___ Entries provided ___
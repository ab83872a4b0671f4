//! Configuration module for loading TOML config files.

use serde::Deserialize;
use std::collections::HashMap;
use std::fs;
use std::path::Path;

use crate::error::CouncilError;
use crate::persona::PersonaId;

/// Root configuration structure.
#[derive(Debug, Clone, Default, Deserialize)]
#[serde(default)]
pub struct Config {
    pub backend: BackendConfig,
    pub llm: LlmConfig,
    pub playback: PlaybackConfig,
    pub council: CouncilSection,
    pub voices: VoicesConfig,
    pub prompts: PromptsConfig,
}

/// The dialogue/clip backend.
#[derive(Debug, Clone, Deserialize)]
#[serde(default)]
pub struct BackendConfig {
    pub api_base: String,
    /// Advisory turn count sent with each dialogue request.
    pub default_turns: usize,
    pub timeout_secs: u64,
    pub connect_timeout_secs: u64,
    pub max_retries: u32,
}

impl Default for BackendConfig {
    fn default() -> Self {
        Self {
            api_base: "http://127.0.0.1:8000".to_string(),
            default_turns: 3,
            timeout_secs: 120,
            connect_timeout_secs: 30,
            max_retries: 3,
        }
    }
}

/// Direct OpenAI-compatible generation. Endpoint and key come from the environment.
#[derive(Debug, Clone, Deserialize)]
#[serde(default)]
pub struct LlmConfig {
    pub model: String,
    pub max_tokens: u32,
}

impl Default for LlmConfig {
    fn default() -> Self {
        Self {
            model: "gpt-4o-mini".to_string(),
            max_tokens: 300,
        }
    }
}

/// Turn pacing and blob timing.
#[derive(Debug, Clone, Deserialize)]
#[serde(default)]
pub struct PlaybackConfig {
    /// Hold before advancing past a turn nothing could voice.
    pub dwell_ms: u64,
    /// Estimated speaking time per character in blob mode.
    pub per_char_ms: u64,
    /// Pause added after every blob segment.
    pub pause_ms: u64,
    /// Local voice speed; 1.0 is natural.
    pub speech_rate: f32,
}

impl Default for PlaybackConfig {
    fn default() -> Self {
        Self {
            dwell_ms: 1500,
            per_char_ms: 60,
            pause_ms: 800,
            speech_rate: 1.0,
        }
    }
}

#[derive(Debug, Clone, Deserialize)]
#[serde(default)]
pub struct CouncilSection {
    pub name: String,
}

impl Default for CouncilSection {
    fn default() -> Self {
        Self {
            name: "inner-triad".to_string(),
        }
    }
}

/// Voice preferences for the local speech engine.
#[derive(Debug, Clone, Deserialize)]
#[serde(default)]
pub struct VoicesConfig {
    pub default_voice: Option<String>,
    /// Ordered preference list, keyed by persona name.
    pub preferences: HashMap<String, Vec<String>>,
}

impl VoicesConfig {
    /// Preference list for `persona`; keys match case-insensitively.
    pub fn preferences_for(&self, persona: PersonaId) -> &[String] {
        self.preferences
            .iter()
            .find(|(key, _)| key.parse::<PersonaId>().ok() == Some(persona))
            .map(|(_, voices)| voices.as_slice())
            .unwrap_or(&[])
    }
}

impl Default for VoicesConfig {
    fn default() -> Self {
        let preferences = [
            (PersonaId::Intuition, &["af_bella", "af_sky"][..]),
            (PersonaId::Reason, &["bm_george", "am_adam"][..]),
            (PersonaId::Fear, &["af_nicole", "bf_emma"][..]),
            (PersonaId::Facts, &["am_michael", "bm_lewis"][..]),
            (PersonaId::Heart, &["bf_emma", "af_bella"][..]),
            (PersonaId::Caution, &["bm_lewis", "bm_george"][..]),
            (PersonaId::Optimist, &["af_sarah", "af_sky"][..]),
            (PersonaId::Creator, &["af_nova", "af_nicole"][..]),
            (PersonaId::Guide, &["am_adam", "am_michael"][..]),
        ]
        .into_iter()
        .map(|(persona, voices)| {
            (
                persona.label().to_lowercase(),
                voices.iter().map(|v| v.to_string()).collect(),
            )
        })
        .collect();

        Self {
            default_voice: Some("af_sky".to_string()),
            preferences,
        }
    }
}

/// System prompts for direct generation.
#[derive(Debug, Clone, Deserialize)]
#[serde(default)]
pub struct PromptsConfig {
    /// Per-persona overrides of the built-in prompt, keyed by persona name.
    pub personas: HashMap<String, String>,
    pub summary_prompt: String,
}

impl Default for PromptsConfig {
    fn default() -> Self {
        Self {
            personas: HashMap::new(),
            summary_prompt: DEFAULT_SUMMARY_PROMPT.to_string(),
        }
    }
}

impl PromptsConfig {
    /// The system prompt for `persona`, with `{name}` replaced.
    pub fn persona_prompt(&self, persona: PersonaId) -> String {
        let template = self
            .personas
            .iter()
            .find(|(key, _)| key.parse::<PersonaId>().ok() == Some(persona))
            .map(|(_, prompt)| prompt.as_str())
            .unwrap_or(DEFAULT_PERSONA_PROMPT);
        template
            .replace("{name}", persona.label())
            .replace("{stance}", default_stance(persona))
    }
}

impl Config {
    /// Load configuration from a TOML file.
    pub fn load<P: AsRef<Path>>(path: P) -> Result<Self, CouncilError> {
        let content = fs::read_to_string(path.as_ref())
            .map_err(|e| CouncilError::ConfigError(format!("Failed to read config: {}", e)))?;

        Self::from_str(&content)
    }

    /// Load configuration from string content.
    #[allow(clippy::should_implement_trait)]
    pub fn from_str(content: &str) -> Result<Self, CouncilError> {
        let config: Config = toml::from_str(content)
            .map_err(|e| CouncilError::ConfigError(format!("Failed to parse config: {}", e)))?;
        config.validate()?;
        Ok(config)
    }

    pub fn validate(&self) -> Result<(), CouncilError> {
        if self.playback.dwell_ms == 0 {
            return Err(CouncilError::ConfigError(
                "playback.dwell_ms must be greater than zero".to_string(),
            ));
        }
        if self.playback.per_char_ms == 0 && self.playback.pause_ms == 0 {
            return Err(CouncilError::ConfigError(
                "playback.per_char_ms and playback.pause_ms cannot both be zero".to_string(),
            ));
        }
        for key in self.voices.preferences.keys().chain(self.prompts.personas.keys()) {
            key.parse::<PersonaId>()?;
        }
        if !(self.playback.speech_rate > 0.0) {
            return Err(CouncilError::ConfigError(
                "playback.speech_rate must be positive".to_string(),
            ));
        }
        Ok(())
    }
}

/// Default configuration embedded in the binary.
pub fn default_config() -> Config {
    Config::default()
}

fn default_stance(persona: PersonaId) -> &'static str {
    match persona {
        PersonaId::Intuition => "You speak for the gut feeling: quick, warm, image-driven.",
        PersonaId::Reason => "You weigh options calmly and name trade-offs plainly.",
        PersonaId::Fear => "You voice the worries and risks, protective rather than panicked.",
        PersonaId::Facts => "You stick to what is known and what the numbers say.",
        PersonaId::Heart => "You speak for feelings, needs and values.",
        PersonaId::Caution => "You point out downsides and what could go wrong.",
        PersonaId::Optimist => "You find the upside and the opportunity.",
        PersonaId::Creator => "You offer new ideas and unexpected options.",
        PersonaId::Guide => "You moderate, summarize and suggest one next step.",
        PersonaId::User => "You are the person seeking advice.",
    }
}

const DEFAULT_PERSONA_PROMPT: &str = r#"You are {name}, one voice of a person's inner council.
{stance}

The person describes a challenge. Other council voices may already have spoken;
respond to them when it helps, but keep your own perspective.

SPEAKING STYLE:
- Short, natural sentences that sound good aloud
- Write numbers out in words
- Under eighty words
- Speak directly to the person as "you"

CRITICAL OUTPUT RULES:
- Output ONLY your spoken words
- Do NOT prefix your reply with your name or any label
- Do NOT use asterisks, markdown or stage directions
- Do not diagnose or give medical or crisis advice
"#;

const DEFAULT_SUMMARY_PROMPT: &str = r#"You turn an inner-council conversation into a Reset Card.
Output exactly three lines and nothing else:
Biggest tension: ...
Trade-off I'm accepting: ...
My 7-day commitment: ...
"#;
___
Action item: Line by line, retype the data exactly as written.

Answer box:
repository ab83872a4b0671f4
//! Configuration module for loading TOML config files.

use serde::Deserialize;
use std::collections::HashMap;
use std::fs;
use std::path::Path;

use crate::error::CouncilError;
use crate::persona::PersonaId;

/// Root configuration structure.
#[derive(Debug, Clone, Default, Deserialize)]
#[serde(default)]
pub struct Config {
    pub backend: BackendConfig,
    pub llm: LlmConfig,
    pub playback: PlaybackConfig,
    pub council: CouncilSection,
    pub voices: VoicesConfig,
    pub prompts: PromptsConfig,
}

/// The dialogue/clip backend.
#[derive(Debug, Clone, Deserialize)]
#[serde(default)]
pub struct BackendConfig {
    pub api_base: String,
    /// Advisory turn count sent with each dialogue request.
    pub default_turns: usize,
    pub timeout_secs: u64,
    pub connect_timeout_secs: u64,
    pub max_retries: u32,
}

impl Default for BackendConfig {
    fn default() -> Self {
        Self {
            api_base: "http://127.0.0.1:8000".to_string(),
            default_turns: 3,
            timeout_secs: 120,
            connect_timeout_secs: 30,
            max_retries: 3,
        }
    }
}

/// Direct OpenAI-compatible generation. Endpoint and key come from the environment.
#[derive(Debug, Clone, Deserialize)]
#[serde(default)]
pub struct LlmConfig {
    pub model: String,
    pub max_tokens: u32,
}

impl Default for LlmConfig {
    fn default() -> Self {
        Self {
            model: "gpt-4o-mini".to_string(),
            max_tokens: 300,
        }
    }
}

/// Turn pacing and blob timing.
#[derive(Debug, Clone, Deserialize)]
#[serde(default)]
pub struct PlaybackConfig {
    /// Hold before advancing past a turn nothing could voice.
    pub dwell_ms: u64,
    /// Estimated speaking time per character in blob mode.
    pub per_char_ms: u64,
    /// Pause added after every blob segment.
    pub pause_ms: u64,
    /// Local voice speed; 1.0 is natural.
    pub speech_rate: f32,
}

impl Default for PlaybackConfig {
    fn default() -> Self {
        Self {
            dwell_ms: 1500,
            per_char_ms: 60,
            pause_ms: 800,
            speech_rate: 1.0,
        }
    }
}

#[derive(Debug, Clone, Deserialize)]
#[serde(default)]
pub struct CouncilSection {
    pub name: String,
}

impl Default for CouncilSection {
    fn default() -> Self {
        Self {
            name: "inner-triad".to_string(),
        }
    }
}

/// Voice preferences for the local speech engine.
#[derive(Debug, Clone, Deserialize)]
#[serde(default)]
pub struct VoicesConfig {
    pub default_voice: Option<String>,
    /// Ordered preference list, keyed by persona name.
    pub preferences: HashMap<String, Vec<String>>,
}

impl VoicesConfig {
    /// Preference list for `persona`; keys match case-insensitively.
    pub fn preferences_for(&self, persona: PersonaId) -> &[String] {
        self.preferences
            .iter()
            .find(|(key, _)| key.parse::<PersonaId>().ok() == Some(persona))
            .map(|(_, voices)| voices.as_slice())
            .unwrap_or(&[])
    }
}

impl Default for VoicesConfig {
    fn default() -> Self {
        let preferences = [
            (PersonaId::Intuition, &["af_bella", "af_sky"][..]),
            (PersonaId::Reason, &["bm_george", "am_adam"][..]),
            (PersonaId::Fear, &["af_nicole", "bf_emma"][..]),
            (PersonaId::Facts, &["am_michael", "bm_lewis"][..]),
            (PersonaId::Heart, &["bf_emma", "af_bella"][..]),
            (PersonaId::Caution, &["bm_lewis", "bm_george"][..]),
            (PersonaId::Optimist, &["af_sarah", "af_sky"][..]),
            (PersonaId::Creator, &["af_nova", "af_nicole"][..]),
            (PersonaId::Guide, &["am_adam", "am_michael"][..]),
        ]
        .into_iter()
        .map(|(persona, voices)| {
            (
                persona.label().to_lowercase(),
                voices.iter().map(|v| v.to_string()).collect(),
            )
        })
        .collect();

        Self {
            default_voice: Some("af_sky".to_string()),
            preferences,
        }
    }
}

/// System prompts for direct generation.
#[derive(Debug, Clone, Deserialize)]
#[serde(default)]
pub struct PromptsConfig {
    /// Per-persona overrides of the built-in prompt, keyed by persona name.
    pub personas: HashMap<String, String>,
    pub summary_prompt: String,
}

impl Default for PromptsConfig {
    fn default() -> Self {
        Self {
            personas: HashMap::new(),
            summary_prompt: DEFAULT_SUMMARY_PROMPT.to_string(),
        }
    }
}

impl PromptsConfig {
    /// The system prompt for `persona`, with `{name}` replaced.
    pub fn persona_prompt(&self, persona: PersonaId) -> String {
        let template = self
            .personas
            .iter()
            .find(|(key, _)| key.parse::<PersonaId>().ok() == Some(persona))
            .map(|(_, prompt)| prompt.as_str())
            .unwrap_or(DEFAULT_PERSONA_PROMPT);
        template
            .replace("{name}", persona.label())
            .replace("{stance}", default_stance(persona))
    }
}

impl Config {
    /// Load configuration from a TOML file.
    pub fn load<P: AsRef<Path>>(path: P) -> Result<Self, CouncilError> {
        let content = fs::read_to_string(path.as_ref())
            .map_err(|e| CouncilError::ConfigError(format!("Failed to read config: {}", e)))?;

        Self::from_str(&content)
    }

    /// Load configuration from string content.
    #[allow(clippy::should_implement_trait)]
    pub fn from_str(content: &str) -> Result<Self, CouncilError> {
        let config: Config = toml::from_str(content)
            .map_err(|e| CouncilError::ConfigError(format!("Failed to parse config: {}", e)))?;
        config.validate()?;
        Ok(config)
    }

    pub fn validate(&self) -> Result<(), CouncilError> {
        if self.playback.dwell_ms == 0 {
            return Err(CouncilError::ConfigError(
                "playback.dwell_ms must be greater than zero".to_string(),
            ));
        }
        if self.playback.per_char_ms == 0 && self.playback.pause_ms == 0 {
            return Err(CouncilError::ConfigError(
                "playback.per_char_ms and playback.pause_ms cannot both be zero".to_string(),
            ));
        }
        for key in self.voices.preferences.keys().chain(self.prompts.personas.keys()) {
            key.parse::<PersonaId>()?;
        }
        if !(self.playback.speech_rate > 0.0) {
            return Err(CouncilError::ConfigError(
                "playback.speech_rate must be positive".to_string(),
            ));
        }
        Ok(())
    }
}

/// Default configuration embedded in the binary.
pub fn default_config() -> Config {
    Config::default()
}

fn default_stance(persona: PersonaId) -> &'static str {
    match persona {
        PersonaId::Intuition => "You speak for the gut feeling: quick, warm, image-driven.",
        PersonaId::Reason => "You weigh options calmly and name trade-offs plainly.",
        PersonaId::Fear => "You voice the worries and risks, protective rather than panicked.",
        PersonaId::Facts => "You stick to what is known and what the numbers say.",
        PersonaId::Heart => "You speak for feelings, needs and values.",
        PersonaId::Caution => "You point out downsides and what could go wrong.",
        PersonaId::Optimist => "You find the upside and the opportunity.",
        PersonaId::Creator => "You offer new ideas and unexpected options.",
        PersonaId::Guide => "You moderate, summarize and suggest one next step.",
        PersonaId::User => "You are the person seeking advice.",
    }
}

const DEFAULT_PERSONA_PROMPT: &str = r#"You are {name}, one voice of a person's inner council.
{stance}

The person describes a challenge. Other council voices may already have spoken;
respond to them when it helps, but keep your own perspective.

SPEAKING STYLE:
- Short, natural sentences that sound good aloud
- Write numbers out in words
- Under eighty words
- Speak directly to the person as "you"

CRITICAL OUTPUT RULES:
- Output ONLY your spoken words
- Do NOT prefix your reply with your name or any label
- Do NOT use asterisks, markdown or stage directions
- Do not diagnose or give medical or crisis advice
"#;

const DEFAULT_SUMMARY_PROMPT: &str = r#"You turn an inner-council conversation into a Reset Card.
Output exactly three lines and nothing else:
Biggest tension: ...
Trade-off I'm accepting: ...
My 7-day commitment: ...
"#;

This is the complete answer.